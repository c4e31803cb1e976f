use axum::extract::FromRequestParts;
use axum::http::request::Parts;
use axum::http::HeaderValue;
use axum::{extract::Request, middleware::Next, response::Response};
use uuid::Uuid;

pub const REQUEST_ID_HEADER: &str = "x-request-id";

/// Assigns a correlation id to every request and echoes it on the response.
/// A client-supplied `x-request-id` is kept as-is.
pub async fn request_id_middleware(mut req: Request, next: Next) -> Response {
    let request_id = req
        .headers()
        .get(REQUEST_ID_HEADER)
        .and_then(|h| h.to_str().ok())
        .map(|s| s.to_string())
        .unwrap_or_else(|| Uuid::new_v4().to_string());

    if let Ok(header_value) = HeaderValue::from_str(&request_id) {
        req.headers_mut().insert(REQUEST_ID_HEADER, header_value);
    }

    let mut response = next.run(req).await;

    if let Ok(header_value) = HeaderValue::from_str(&request_id) {
        response
            .headers_mut()
            .insert(REQUEST_ID_HEADER, header_value);
    }

    response
}

/// Correlation id extractor for handlers that embed the id in error bodies.
/// Reads the header populated by [`request_id_middleware`].
#[derive(Debug, Clone)]
pub struct RequestId(pub String);

#[axum::async_trait]
impl<S> FromRequestParts<S> for RequestId
where
    S: Send + Sync,
{
    type Rejection = std::convert::Infallible;

    async fn from_request_parts(parts: &mut Parts, _state: &S) -> Result<Self, Self::Rejection> {
        let request_id = parts
            .headers
            .get(REQUEST_ID_HEADER)
            .and_then(|h| h.to_str().ok())
            .map(|s| s.to_string())
            .unwrap_or_else(|| Uuid::new_v4().to_string());

        Ok(RequestId(request_id))
    }
}
// Property-based tests for mirror reconciliation.
//
// Property: Missing names are bounded
// However many listed objects are absent locally, at most
// `max_missing_names` of them are reported, in listing order, and the
// outcome is MissingLocal whenever at least one is absent.
//
// Property: Size comparison against tolerance
// With every object mirrored, a remote side equal to the local side is Ok
// with a zero difference, and a remote side larger than the local side by
// more than the tolerance is ExceedsTolerance.
//
// Property: Absent local directory
// Whatever the remote inventory, a missing local directory classifies as
// LocalDirMissing and no presence checks are reported.
//
// Property: Classification precedence
// LocalDirMissing beats MissingLocal, which beats the size comparison.

#[cfg(test)]
mod tests {
    use crate::config::ReconcileConfig;
    use crate::local::tree_size;
    use crate::outcome::{AuditOutcome, Findings, classify};
    use crate::reconciler::SizeReconciler;
    use crate::test_utils::{MockStorage, init_dummy_tracing_subscriber, make_stage};
    use crate::types::{ListingPage, ObjectEntry};
    use proptest::prelude::*;
    use std::fs;
    use std::path::Path;

    fn runtime() -> tokio::runtime::Runtime {
        tokio::runtime::Builder::new_current_thread()
            .enable_all()
            .build()
            .unwrap()
    }

    /// Writes each entry under `root` with its listed size.
    fn write_mirror(root: &Path, entries: &[ObjectEntry]) {
        for entry in entries {
            let path = root.join(&entry.name);
            fs::create_dir_all(path.parent().unwrap()).unwrap();
            fs::write(path, vec![0u8; entry.size_bytes as usize]).unwrap();
        }
    }

    /// Distinct file names under `PROD` with small sizes.
    fn arb_mirrored_entries() -> impl Strategy<Value = Vec<ObjectEntry>> {
        prop::collection::btree_map("[a-d]{1,3}(/[a-d]{1,3}){0,2}", 0u64..2048, 1..8).prop_map(
            |files| {
                files
                    .into_iter()
                    .enumerate()
                    // The index keeps a file from shadowing a directory.
                    .map(|(i, (name, size))| ObjectEntry::new(format!("PROD/{name}.{i}"), size))
                    .collect()
            },
        )
    }

    proptest! {
        #![proptest_config(ProptestConfig::with_cases(20))]

        #[test]
        fn prop_missing_names_are_bounded(
            missing in 0usize..120,
            bound in 1usize..40,
        ) {
            init_dummy_tracing_subscriber();

            let dir = tempfile::tempdir().unwrap();
            fs::create_dir_all(dir.path().join("PROD")).unwrap();
            let entries: Vec<ObjectEntry> = (0..missing)
                .map(|i| ObjectEntry::new(format!("PROD/f{i:04}"), 1))
                .collect();

            runtime().block_on(async {
                let (stats_sender, _stats_receiver) = async_channel::unbounded();
                let storage = MockStorage::new(stats_sender).with_pages(
                    "backups",
                    entries
                        .chunks(25)
                        .map(|chunk| ListingPage::succeeded(chunk.to_vec(), None))
                        .collect(),
                );
                let mut reconcile_config = ReconcileConfig::new("PROD", dir.path());
                reconcile_config.max_missing_names = bound;
                reconcile_config.include_segments = false;

                let report = SizeReconciler::new(make_stage(Box::new(storage)), reconcile_config)
                    .reconcile("backups")
                    .await
                    .unwrap();

                let expected: Vec<String> = entries
                    .iter()
                    .take(bound)
                    .map(|entry| entry.name.clone())
                    .collect();
                prop_assert_eq!(&report.missing_names, &expected);
                prop_assert_eq!(report.missing_bound_reached, missing >= bound);
                prop_assert_eq!(report.outcome.remote_size, missing as u64);
                let expected_outcome = if missing > 0 {
                    AuditOutcome::MissingLocal
                } else {
                    AuditOutcome::Ok
                };
                prop_assert_eq!(report.outcome.outcome, expected_outcome);

                Ok(())
            })?;
        }

        #[test]
        fn prop_size_difference_against_tolerance(
            entries in arb_mirrored_entries(),
            extra in prop::sample::select(vec![0u64, 6000]),
        ) {
            init_dummy_tracing_subscriber();

            let dir = tempfile::tempdir().unwrap();
            write_mirror(dir.path(), &entries);
            let local_size = tree_size(&dir.path().join("PROD")).unwrap();
            let file_bytes: u64 = entries.iter().map(|entry| entry.size_bytes).sum();
            // Segments make up for directory entries, plus the extra bytes.
            let segments_bytes = local_size - file_bytes + extra;

            runtime().block_on(async {
                let (stats_sender, _stats_receiver) = async_channel::unbounded();
                let storage = MockStorage::new(stats_sender)
                    .with_pages("backups", vec![ListingPage::succeeded(entries.clone(), None)])
                    .with_pages(
                        "backups_segments",
                        vec![ListingPage::succeeded(
                            vec![ObjectEntry::new("PROD/seg/000001", segments_bytes)],
                            None,
                        )],
                    );
                let mut reconcile_config = ReconcileConfig::new("PROD", dir.path());
                reconcile_config.tolerance = 5000;

                let report = SizeReconciler::new(make_stage(Box::new(storage)), reconcile_config)
                    .reconcile("backups")
                    .await
                    .unwrap();

                prop_assert!(report.missing_names.is_empty());
                prop_assert_eq!(report.outcome.local_size, local_size);
                prop_assert_eq!(report.outcome.diff, extra as i128);
                let expected_outcome = if extra == 0 {
                    AuditOutcome::Ok
                } else {
                    AuditOutcome::ExceedsTolerance
                };
                prop_assert_eq!(report.outcome.outcome, expected_outcome);

                Ok(())
            })?;
        }

        #[test]
        fn prop_absent_local_dir_is_reported(
            sizes in prop::collection::vec(0u64..1_000_000, 0..30),
        ) {
            init_dummy_tracing_subscriber();

            let dir = tempfile::tempdir().unwrap();
            let entries: Vec<ObjectEntry> = sizes
                .iter()
                .enumerate()
                .map(|(i, size)| ObjectEntry::new(format!("PROD/f{i}"), *size))
                .collect();

            runtime().block_on(async {
                let (stats_sender, _stats_receiver) = async_channel::unbounded();
                let storage = MockStorage::new(stats_sender)
                    .with_pages("backups", vec![ListingPage::succeeded(entries, None)]);

                let report = SizeReconciler::new(
                    make_stage(Box::new(storage)),
                    ReconcileConfig::new("PROD", dir.path()),
                )
                .reconcile("backups")
                .await
                .unwrap();

                prop_assert_eq!(report.outcome.outcome, AuditOutcome::LocalDirMissing);
                prop_assert!(report.missing_names.is_empty());
                prop_assert_eq!(report.outcome.local_size, 0);
                prop_assert_eq!(report.outcome.remote_size, sizes.iter().sum::<u64>());

                Ok(())
            })?;
        }
    }

    proptest! {
        #![proptest_config(ProptestConfig::with_cases(200))]

        #[test]
        fn prop_classification_precedence(
            local_dir_present in any::<bool>(),
            missing_count in 0usize..30,
            diff in -1_000_000i128..1_000_000,
            tolerance in 0u64..500_000,
        ) {
            let outcome = classify(&Findings::Reconciliation {
                local_dir_present,
                missing_count,
                diff,
                tolerance,
            });

            let expected = if !local_dir_present {
                AuditOutcome::LocalDirMissing
            } else if missing_count > 0 {
                AuditOutcome::MissingLocal
            } else if diff > tolerance as i128 {
                AuditOutcome::ExceedsTolerance
            } else {
                AuditOutcome::Ok
            };
            prop_assert_eq!(outcome, expected);
        }
    }
}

Goal of the exercise: Find and copy each line in the material above where the string "every" occurs.

Response to the task:
/// Assigns a correlation id to every request and echoes it on the response.
// With every object mirrored, a remote side equal to the local side is Ok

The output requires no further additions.